Yesterday the stories were uploaded as a PDF to the exclusive private BitTorrent tracker What.cd, which reportedly offered a 1TB-6TB download credit bounty for "The Ocean Full of Bowling Balls" by itself.

The other two stories, "Birthday Boy" and "Paula," are also available at University of Texas' Ransom Center, and have been confirmed as authentic copies by Salinger scholar Kenneth Slawenski.

Before now, "The Ocean Full of Bowling Balls" was only available to read in person under supervision at Princeton University's Firestone Library: "Firestone’s unpublished, 18-page carbon copy of the original typescript is a story about the death of Kenneth Caulfield, who appears as Holden Caulfield’s brother Allie in The Catcher in the Rye."

Firestone Library has strict rules for interested readers: "Visitors get copies, not originals. You have to wash your hands when you arrive. No photocopying; no cameras; no laptops; no pens."
posted by nicebookrack (41 comments total) 24 users marked this as a favorite

 
Well, it's not like Salinger was going to make any money.
But obviously someone needs to print some copies at stupidly high prices, because people will pay money.
I would, if I had ever read Catcher in the Rye.
posted by Mezentian at 6:10 AM on November 28, 2013




"You have to wash your hands when you arrive. No photocopying; no cameras; no laptops; no pens."

Wait...what?
Information is free, is it not?
posted by Homemade Interossiter at 6:18 AM on November 28, 2013


The stories were apparently scanned from a unauthorized book compiling the three, a 25-copy print run printed in London in 1999. One can only speculate how much each of those 25 books cost. Plus it's nice (?) to see that dead-tree book piracy is still alive and well.
posted by nicebookrack at 6:19 AM on November 28, 2013


Last night, @brendlewhat said that "The Ocean Full of Bowling Balls" was good, but he didn't say where he'd found it. This explains it. Thanks for the post!
posted by Rustic Etruscan at 6:19 AM on November 28, 2013


Information is free, is it not?

Sorry, I was busy monetising your private e-mails. What was your question?
posted by Mezentian at 6:20 AM on November 28, 2013 [8 favorites]

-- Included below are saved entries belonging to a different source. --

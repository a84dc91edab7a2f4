use super::entities::Student;
use crate::models::common::PaginationInfo;
use serde::Serialize;
use ts_rs::TS;

#[derive(Debug, Serialize, TS)]
#[ts(export, export_to = "student.ts")]
pub struct StudentListResponse {
    pub items: Vec<Student>,
    pub pagination: PaginationInfo,
}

Quoted from "The Ocean Full of Bowling Balls" wiki link above:
As per the terms of Salinger's donation of the manuscript to Princeton University, it cannot be published until 50 years after his death; thus, the earliest it can be published is January 27, 2060.
posted by nicebookrack at 6:25 AM on November 28, 2013 [1 favorite]


Although the origin of the three stories is unclear, the book first surfaced in a British eBay listing. Sold by an eBay member from Brentford in London, the book sold for just £67.50 (roughly $110) at auction. Whoever bought it then proceeded to scan and upload its contents to the members-only torrent site what.CD.

Their link to the original eBay auction shows the book was relisted twice. The first was copy 6 of 25, and went for £67.50 on 23 September; the second was 8 of 25, and went for £32.20 on 22 October; and the third was 22 of 25, and closed on 12 November with no bids. So there are at least three people (the seller and two buyers) who could have uploaded it.
posted by rory at 6:28 AM on November 28, 2013 [1 favorite]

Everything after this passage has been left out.